Die andalusische Provinz Jaén strotzt mit wilden Naturschutzgebieten, fantastischen Kleinstädten und jeder Menge Olivenöl
Gekämmtes Land: Reich an flüssigem Gold und Naturoasen
Die Costa Brava in Katalonien kennt jeder, die Costa de la Luz am Golf von Cádiz dürfte ebenfalls den meisten ein Begriff sein. Doch Spanien, eines der touristischen Lieblingsländer der Deutschen, hat mehr zu bieten als Badestrände, Flamenco und weltberühmte Städte wie Sevilla und Granada: Eine völlig andere Welt offenbart sich dem Reisenden in den wilden Naturparks der iberischen Halbinsel, die zu den größten in Europa zählen wie den Sierras de Cazorla, Segura y Las Villas im Nordosten der andalusischen Provinz Jaén. Wer das zerklüftete Quellgebiet des Río Guadalquivir mit Höhen über 2000 Metern und UNESCO-Biosphärenreservat-Status auf gut markierten Wanderwegen durchstreift, bekommt Gänsegeier, Adler, Hirsche, Mufflons und Steinböcke, eindrucksvolle Wasserfälle, pittoreske Lagunen und ein Pflanzen-Refugium mit Welt-Raritäten zu Gesicht.

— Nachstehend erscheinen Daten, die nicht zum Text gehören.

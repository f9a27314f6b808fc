// src/error.rs - Fatal resolution errors
use std::path::PathBuf;
use thiserror::Error;

use crate::config::ConfigError;

/// Conditions that abort a resolution pass.
///
/// PWM controllers that are missing or misconfigured are not errors; they
/// show up as [`crate::pwm::PwmResolution::Unavailable`] instead.
#[derive(Debug, Error)]
pub enum ResolveError {
    #[error("could not determine TI SoC model from compatible list {compatibles:?}")]
    PlatformUnidentified { compatibles: Vec<String> },

    #[error("failed to read device-tree compatible file {}: {source}", path.display())]
    CompatibleUnreadable {
        path: PathBuf,
        #[source]
        source: std::io::Error,
    },

    #[error("GPIO controller {controller} not found under any sysfs prefix")]
    RequiredControllerMissing { controller: String },

    #[error("GPIO controller {controller} metadata unreadable: {reason}")]
    ControllerMetadataUnreadable { controller: String, reason: String },

    #[error("pin BOARD {board} / BCM {bcm} / SOC {soc} reuses a channel already in the table")]
    DuplicateChannel { board: u32, bcm: u32, soc: String },

    #[error("configuration error: {0}")]
    Config(#[from] ConfigError),
}

pub type Result<T> = std::result::Result<T, ResolveError>;
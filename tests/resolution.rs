// Integration tests for the full resolution pipeline against fixture trees

mod common;

use common::{CapturedLogs, Fixture, BUS_100000, BUS_F0000, PLATFORM};
use ti_gpio::board::{BoardModel, BoardSpec, PerChipCount, PinDefinition};
use ti_gpio::{Channel, GpioLine, ResolveError, Resolver};

#[test]
fn test_am68_header_pin_8() {
    let fixture = Fixture::new(&["ti,am68-sk", "ti,j721s2"]);
    let resolution = Resolver::new(fixture.config()).resolve().unwrap();

    assert_eq!(resolution.model, BoardModel::Am68Sk);
    assert_eq!(resolution.info.get("TYPE"), Some("AM68-SK"));

    let by_board = resolution.channels.get(&Channel::Board(8)).unwrap();
    let by_bcm = resolution.channels.get(&Channel::Bcm(14)).unwrap();
    let by_soc = resolution.channels.get(&Channel::Soc("GPIO0_1".into())).unwrap();
    for info in [by_board, by_bcm, by_soc] {
        assert_eq!(info.gpio_chip, 4);
        assert_eq!(info.line, GpioLine::ChipRelative { offset: 1 });
        assert_eq!(info.pwm_id, None);
    }
    assert_eq!(by_board.channel, Channel::Board(8));
    assert_eq!(by_bcm.channel, Channel::Bcm(14));
    assert_eq!(by_soc.channel, Channel::Soc("GPIO0_1".into()));
}

#[test]
fn test_missing_pwm_controller_degrades_to_gpio() {
    let fixture = Fixture::new(&["ti,j721e-sk", "ti,j721e"]);
    let pwmchip = fixture.add_pwm_controller(BUS_100000, "3030000.pwm", "pwmchip2");

    let resolution = Resolver::new(fixture.config()).resolve().unwrap();
    assert_eq!(resolution.model, BoardModel::J721eSk);
    assert_eq!(resolution.channels.len(), 26);

    // 3020000.pwm is absent: pins 29 and 31 keep their channel ids but lose PWM.
    for (board, id) in [(29, 0), (31, 1)] {
        let info = resolution.channels.get(&Channel::Board(board)).unwrap();
        assert_eq!(info.pwm_chip_dir, None);
        assert_eq!(info.pwm_id, Some(id));
        assert!(info.pwm().is_none());
    }
    for (board, id) in [(32, 0), (33, 1)] {
        let info = resolution.channels.get(&Channel::Board(board)).unwrap();
        assert_eq!(info.pwm(), Some((pwmchip.as_path(), id)));
    }
    assert_eq!(resolution.channels.pwm_capable(), 2);
}

#[test]
fn test_pwm_controller_without_pwmchip() {
    let fixture = Fixture::new(&["ti,am62p5"]);
    std::fs::create_dir_all(fixture.root().join(BUS_F0000).join("23000000.pwm/pwm")).unwrap();
    fixture.add_pwm_controller(BUS_F0000, "23010000.pwm", "pwmchip0");

    let resolution = Resolver::new(fixture.config()).resolve().unwrap();
    assert_eq!(resolution.model, BoardModel::Am62pSk);
    assert!(resolution.channels.get(&Channel::Board(24)).unwrap().pwm().is_none());
    assert!(resolution.channels.get(&Channel::Board(33)).unwrap().pwm().is_some());
    assert!(resolution.channels.get(&Channel::Soc("GPIO1_09".into())).unwrap().pwm().is_some());
}

#[test]
fn test_unrecognized_platform() {
    let fixture = Fixture::new(&["raspberrypi,4-model-b", "brcm,bcm2711"]);
    let err = Resolver::new(fixture.config()).resolve().unwrap_err();
    match err {
        ResolveError::PlatformUnidentified { compatibles } => {
            assert_eq!(compatibles, vec!["raspberrypi,4-model-b", "brcm,bcm2711"]);
        }
        other => panic!("unexpected error: {other}"),
    }
}

#[test]
fn test_missing_compatible_file() {
    let fixture = Fixture::new(&[]);
    std::fs::remove_file(fixture.root().join("proc/device-tree/compatible")).unwrap();
    let err = Resolver::new(fixture.config()).resolve().unwrap_err();
    assert!(matches!(err, ResolveError::CompatibleUnreadable { .. }));
}

#[test]
fn test_chip_relative_records_located_controllers() {
    let fixture = Fixture::new(&["ti,j721e"]);
    let controller = fixture.add_gpio_controller(BUS_100000, "600000.gpio", 300, 128);

    let resolution = Resolver::new(fixture.config()).resolve().unwrap();
    let pin3 = resolution.channels.get(&Channel::Board(3)).unwrap();
    assert_eq!(pin3.gpio_controller_dir.as_deref(), Some(controller.as_path()));
    assert_eq!(pin3.line, GpioLine::ChipRelative { offset: 84 });
    // 601000.gpio is absent, which chip-relative numbering tolerates.
    let pin18 = resolution.channels.get(&Channel::Board(18)).unwrap();
    assert_eq!(pin18.gpio_chip, 2);
    assert_eq!(pin18.gpio_controller_dir, None);
}

#[test]
fn test_global_numbering() {
    let fixture = Fixture::new(&["ti,j721e-sk"]);
    fixture.add_gpio_controller(BUS_100000, "600000.gpio", 300, 128);
    fixture.add_gpio_controller(PLATFORM, "601000.gpio", 428, 36);

    let resolution = Resolver::new(fixture.global_config()).resolve().unwrap();
    let channels = &resolution.channels;
    assert_eq!(
        channels.get(&Channel::Board(3)).unwrap().line,
        GpioLine::Global {
            number: 384,
            name: "gpio384".into()
        }
    );
    assert_eq!(
        channels.get(&Channel::Bcm(24)).unwrap().line,
        GpioLine::Global {
            number: 440,
            name: "gpio440".into()
        }
    );
    for info in channels.board.values() {
        assert!(info.gpio_controller_dir.is_some());
    }
}

#[test]
fn test_global_numbering_requires_every_controller() {
    let fixture = Fixture::new(&["ti,j721e"]);
    fixture.add_gpio_controller(BUS_100000, "600000.gpio", 300, 128);

    let err = Resolver::new(fixture.global_config()).resolve().unwrap_err();
    match err {
        ResolveError::RequiredControllerMissing { controller } => assert_eq!(controller, "601000.gpio"),
        other => panic!("unexpected error: {other}"),
    }
}

#[test]
fn test_global_numbering_unreadable_metadata() {
    let fixture = Fixture::new(&["ti,am62a7"]);
    fixture.add_gpio_controller(BUS_F0000, "600000.gpio", 399, 92);
    fixture.add_gpio_controller(BUS_F0000, "601000.gpio", 347, 52);
    fixture.write(
        &format!("{}/601000.gpio/gpio/gpiochip347/ngpio", BUS_F0000),
        b"fifty-two\n",
    );

    let err = Resolver::new(fixture.global_config()).resolve().unwrap_err();
    match err {
        ResolveError::ControllerMetadataUnreadable { controller, .. } => assert_eq!(controller, "601000.gpio"),
        other => panic!("unexpected error: {other}"),
    }
}

#[test]
fn test_missing_plugin_manager_warns_once() {
    let fixture = Fixture::new(&["ti,am69-sk"]);
    fixture.add_gpio_controller(PLATFORM, "42110000.gpio", 0, 89);
    fixture.add_gpio_controller(BUS_100000, "600000.gpio", 89, 66);

    let resolver = Resolver::new(fixture.global_config());
    assert!(!resolver.carrier().has_warned());
    let logs = CapturedLogs::default();
    logs.capture(|| {
        for _ in 0..3 {
            resolver.resolve().unwrap();
        }
    });
    assert!(resolver.carrier().has_warned());
    assert_eq!(logs.count("Plugin manager information missing"), 1);
    // Already emitted by the first pass.
    assert!(!resolver.carrier().warn_missing_ids());
}

#[test]
fn test_plugin_manager_present_no_warning() {
    let fixture = Fixture::new(&["ti,am69-sk"]);
    fixture.add_gpio_controller(PLATFORM, "42110000.gpio", 0, 89);
    fixture.add_gpio_controller(BUS_100000, "600000.gpio", 89, 66);
    fixture.add_plugin_manager_ids(&["3509-0000-a00"]);

    let resolver = Resolver::new(fixture.global_config());
    resolver.resolve().unwrap();
    assert!(!resolver.carrier().has_warned());
}

#[test]
fn test_chip_relative_skips_carrier_check() {
    let fixture = Fixture::new(&["ti,am69-sk"]);
    let resolver = Resolver::new(fixture.config());
    resolver.resolve().unwrap();
    assert!(!resolver.carrier().has_warned());
}

static VARIANT_OFFSETS: [(u32, u32); 2] = [(224, 134), (169, 106)];
static VARIANT_NAMES: [(u32, &str); 1] = [(169, "PQ.06")];
static VARIANT_PINS: [PinDefinition; 2] = [
    PinDefinition::new(0, 0, "2200000.gpio", 7, 4, "AUD_MCLK")
        .with_variant_offset(&VARIANT_OFFSETS)
        .with_export_name(PerChipCount::Variant(&VARIANT_NAMES)),
    PinDefinition::new(12, 1, "c2f0000.gpio", 11, 17, "UART2_RTS"),
];
static VARIANT_BOARD: BoardSpec = BoardSpec {
    model: BoardModel::J721eSk,
    compatibles: &["test,variant-board"],
    pins: &VARIANT_PINS,
    info: &[],
    carrier_boards: &["3509"],
};

#[test]
fn test_variant_offsets_in_both_numberings() {
    let fixture = Fixture::new(&[]);
    fixture.add_gpio_controller(PLATFORM, "2200000.gpio", 216, 169);
    fixture.add_gpio_controller(PLATFORM, "c2f0000.gpio", 384, 32);
    fixture.add_plugin_manager_ids(&["3509-0000-a00", "3448-0000-b00"]);

    let relative = Resolver::new(fixture.config()).resolve_board(&VARIANT_BOARD).unwrap();
    assert_eq!(
        relative.get(&Channel::Board(7)).unwrap().line,
        GpioLine::ChipRelative { offset: 106 }
    );

    let global = Resolver::new(fixture.global_config()).resolve_board(&VARIANT_BOARD).unwrap();
    assert_eq!(
        global.get(&Channel::Soc("AUD_MCLK".into())).unwrap().line,
        GpioLine::Global {
            number: 322,
            name: "PQ.06".into()
        }
    );
    assert_eq!(
        global.get(&Channel::Bcm(17)).unwrap().line,
        GpioLine::Global {
            number: 396,
            name: "gpio396".into()
        }
    );
}

#[test]
fn test_variant_offset_needs_controller() {
    let fixture = Fixture::new(&[]);
    let err = Resolver::new(fixture.config())
        .resolve_board(&VARIANT_BOARD)
        .unwrap_err();
    match err {
        ResolveError::RequiredControllerMissing { controller } => assert_eq!(controller, "2200000.gpio"),
        other => panic!("unexpected error: {other}"),
    }
}

static SHARED_BCM_PINS: [PinDefinition; 2] = [
    PinDefinition::new(84, 1, "600000.gpio", 3, 2, "GPIO0_84"),
    PinDefinition::new(83, 1, "600000.gpio", 5, 2, "GPIO0_83"),
];
static SHARED_BCM_BOARD: BoardSpec = BoardSpec {
    model: BoardModel::J721eSk,
    compatibles: &["test,shared-bcm"],
    pins: &SHARED_BCM_PINS,
    info: &[],
    carrier_boards: &[],
};

#[test]
fn test_shared_bcm_number_rejected() {
    let fixture = Fixture::new(&[]);
    let err = Resolver::new(fixture.config())
        .resolve_board(&SHARED_BCM_BOARD)
        .unwrap_err();
    match err {
        ResolveError::DuplicateChannel { board, bcm, soc } => {
            assert_eq!(board, 5);
            assert_eq!(bcm, 2);
            assert_eq!(soc, "GPIO0_83");
        }
        other => panic!("unexpected error: {other}"),
    }
}

#[test]
fn test_global_numbering_base_overflow() {
    let fixture = Fixture::new(&["ti,j721e-sk"]);
    fixture.add_gpio_controller(BUS_100000, "600000.gpio", u32::MAX - 5, 128);
    fixture.add_gpio_controller(BUS_100000, "601000.gpio", 428, 36);

    let err = Resolver::new(fixture.global_config()).resolve().unwrap_err();
    match err {
        ResolveError::ControllerMetadataUnreadable { controller, .. } => assert_eq!(controller, "600000.gpio"),
        other => panic!("unexpected error: {other}"),
    }
}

Als Einstiegstour in diese noch weitgehend intakten Ökosysteme und extrem artenreiche Bergwelt mit ihren riesigen Waldgebieten, die einst das Holz für die spanische Armada lieferten, empfiehlt sich der „Sendero Rio Borosa“ im Herzen des Parks. Entlang eines Flussbettes, eingerahmt von imposanten Felswänden, über Stege und Hängebrücken lässt sich die komplette Route inklusive Bad in kristallklarem Wasser gemütlich in sechs Stunden schaffen. Schon die ersten Schritte hinein in den grünen Canyon führen einem vor Augen, was für den ganzen Naturpark gilt: Cazorla ist eine Gegenwelt, eine Oase, ein von Leben wimmelndes Refugium im weithin verdorrten Süden Spaniens. Vom gleichnamigen Gebirgsstädtchen Cazorla aus sind die besonders geschützten Gebirgsketten, die sich gestaffelt über 100 Kilometer weit hinziehen, gut zu erreichen. Agenturen vor Ort bieten dazu geführte Touren mit dem Geländewagen oder dem Wanderstock an, wer die schroffe Schönheit der Natur noch aktiver erleben möchte, kann dies auf dem Pferderücken, beim Kanufahren auf einem der Stauseen oder mit Wildwasser-Rafting tun. Und wer als Ausgleich zu den Outdoor-Abenteuern ruhigere Tage mit Kultur-Abstechern sucht, findet in Jaén attraktive Ziele, darunter die Renaissance-Städte Úbeda und Baeza mit ihren einmaligen Architektur-Ensembles an Kirchen, Adelspalästen und Profanbauten.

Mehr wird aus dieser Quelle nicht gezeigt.